C’est une lettre du Dr John Kirk, résident anglais à Zanzibar, qui la première l’a transmise en Europe. Le Dr accompagnait l’illustre explorateur dans son précédent voyage au Zambézi et au lac Nyassa, dont il a contribué, par plusieurs morceaux importants insérés au Journal de la Société de géographie de Londres, à faire connaître les résultats. Que les détails qu’elle contient soient tous exacts ou non, c’est un document à conserver. Elle n’a d’ailleurs, que nous sachions, été reproduite intégralement dans aucune publication française ; la voici dans son entier :

« Le Dr Livingstone, dans ses dépêches du 8 mai de l’année dernière, nous avait dit qu’au nord de la Rovouma, au delà du confluent, les Mazitou dévastaient tout le pays. Les Mazitou sont des Zouloû émigrés il y a une quarantaine d’années du sud du Zambézi, et que nous avons rencontrés au nord-ouest du Nyassa dans notre voyage en 1861. Le Dr Livingstone resta quelque temps près du chef de Ngomano, au confluent de la Niendé (ou Loendé) et de la Rovouma. Parti de Ngomano, il traversa d’abord un pays plat, boisé, faiblement peuplé, puis une région montagneuse habitée par les Ouaïao et les Makona, deux tribus au milieu desquelles il trouva un accueil amical au lieu des embûches dont on l’avait menacé. Son escorte, cependant, était devenue moins nombreuse. Les marins de Bombay l’avaient quitté pour regagner la côte, à l’exception du havildar qui resta près du voyageur malgré l’abandon de ses hommes. Quelques-uns des indigènes baptisés étaient aussi revenus sur leurs pas. Livingstone continua d’aller en avant avec le reste des Africains, les Johannais et le havildar. Le pays où il se trouvait alors jouit d’un climat frais. Les habitants, riches en bétail et gouvernés par des chefs puissants, vivent dans des villages disséminés.
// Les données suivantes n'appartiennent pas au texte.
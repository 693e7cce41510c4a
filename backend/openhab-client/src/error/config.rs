//! Configuration errors: everything that is wrong before a request leaves
//! the process.

use common::ErrorLocation;
use models::{AuthMode, ModelError};

use std::panic::Location;
use std::path::PathBuf;

use thiserror::Error;

#[derive(Debug, Error)]
pub enum ConfigError {
    #[error("Config Read Error: {path}: {source} {location}")]
    ReadError {
        location: ErrorLocation,
        path: PathBuf,
        #[source]
        source: std::io::Error,
    },

    #[error("Config Parse Error: {path}: {reason} {location}")]
    ParseError {
        location: ErrorLocation,
        path: PathBuf,
        reason: String,
    },

    #[error("Config Validation Error: {reason} {location}")]
    ValidationError {
        location: ErrorLocation,
        reason: String,
    },

    #[error("Unsupported Auth Mode Error: {} {location}", unsupported_mode_message(.mode))]
    UnsupportedAuthMode {
        location: ErrorLocation,
        mode: AuthMode,
    },

    #[error("Missing Credential Error: {} {location}", missing_credential_message(.field, .mode))]
    MissingCredential {
        location: ErrorLocation,
        field: &'static str,
        mode: AuthMode,
    },

    #[error("Self-Signed Certificate Error: {} {location}", SELF_SIGNED_CLOUD_MESSAGE)]
    SelfSignedNotAllowed { location: ErrorLocation },

    #[error("Invalid Base URL Error: '{url}': {reason} {location}")]
    InvalidBaseUrl {
        location: ErrorLocation,
        url: String,
        reason: String,
    },
}

const SELF_SIGNED_CLOUD_MESSAGE: &str =
    "Allowing self-signed certificates is not permitted with the myopenHAB cloud relay";

fn unsupported_mode_message(mode: &AuthMode) -> String {
    format!(
        "Authentication mode '{mode}' is no longer supported; use 'local' with an API token or 'cloudRelay'"
    )
}

fn missing_credential_message(field: &str, mode: &AuthMode) -> String {
    format!("'{field}' is required for '{mode}' authentication")
}

impl ConfigError {
    #[track_caller]
    pub fn unsupported_auth_mode(mode: AuthMode) -> Self {
        ConfigError::UnsupportedAuthMode {
            location: ErrorLocation::from(Location::caller()),
            mode,
        }
    }

    #[track_caller]
    pub fn missing_credential(field: &'static str, mode: AuthMode) -> Self {
        ConfigError::MissingCredential {
            location: ErrorLocation::from(Location::caller()),
            field,
            mode,
        }
    }

    #[track_caller]
    pub fn self_signed_not_allowed() -> Self {
        ConfigError::SelfSignedNotAllowed {
            location: ErrorLocation::from(Location::caller()),
        }
    }

    #[track_caller]
    pub fn invalid_base_url(url: impl Into<String>, reason: impl Into<String>) -> Self {
        ConfigError::InvalidBaseUrl {
            location: ErrorLocation::from(Location::caller()),
            url: url.into(),
            reason: reason.into(),
        }
    }

    #[track_caller]
    pub fn validation(reason: impl Into<String>) -> Self {
        ConfigError::ValidationError {
            location: ErrorLocation::from(Location::caller()),
            reason: reason.into(),
        }
    }

    /// The human-readable message without the source location.
    pub fn message(&self) -> String {
        match self {
            ConfigError::ReadError { path, source, .. } => {
                format!("Cannot read {}: {source}", path.display())
            }
            ConfigError::ParseError { path, reason, .. } => {
                format!("Cannot parse {}: {reason}", path.display())
            }
            ConfigError::ValidationError { reason, .. } => reason.clone(),
            ConfigError::UnsupportedAuthMode { mode, .. } => unsupported_mode_message(mode),
            ConfigError::MissingCredential { field, mode, .. } => {
                missing_credential_message(field, mode)
            }
            ConfigError::SelfSignedNotAllowed { .. } => SELF_SIGNED_CLOUD_MESSAGE.to_string(),
            ConfigError::InvalidBaseUrl { url, reason, .. } => {
                format!("Invalid base URL '{url}': {reason}")
            }
        }
    }
}

impl From<ModelError> for ConfigError {
    #[track_caller]
    fn from(error: ModelError) -> Self {
        ConfigError::ValidationError {
            location: ErrorLocation::from(Location::caller()),
            reason: error.message().to_string(),
        }
    }
}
« Il gagna ainsi la côte orientale du Nyassa, à un endroit où le lac, à ce qu’il semble, est étroit, et, ce qui est plus étonnant, peu profond ; mais il faut prendre les récits des indigènes pour ce qu’ils peuvent valoir. Les survivants s’accordent généralement à rapporter qu’ils passèrent l’eau dans des canots manœuvrés au moyen de grands bambous, et qu’embarqués le matin ils étaient tous sur l’autre bord à mini. Les rives du lac, des deux côtés, étaient plates, mais on apercevait des montagnes à l’horizon du côté du sud. L’endroit dont il s’agit doit être, je pense, un peu au nord du point ou j’ai marqué l’extrémité du lac dans la carte que j’ai communiquée à la Société de géographie de Londres et qui a été publiée au tome XXXV de son journal. Nous savons que le premier objet de Livingstone était de déterminer les limites du Nyassa du côté du nord. Or, il a dû être fixé tout d’abord sur ce point, car autrement il est hors de doute qu’il aurait pris des canots et remonté le lac. Certainement il n’aurait pas tourné le dos à cet objet essentiel de son expédition pour s’avancer dans ce qu’il savait très-bien être une région dangereuse, et aller à la rencontre, ou du moins en courir la chance, de ces sauvages qui déjà une fois lui avaient fermé la route.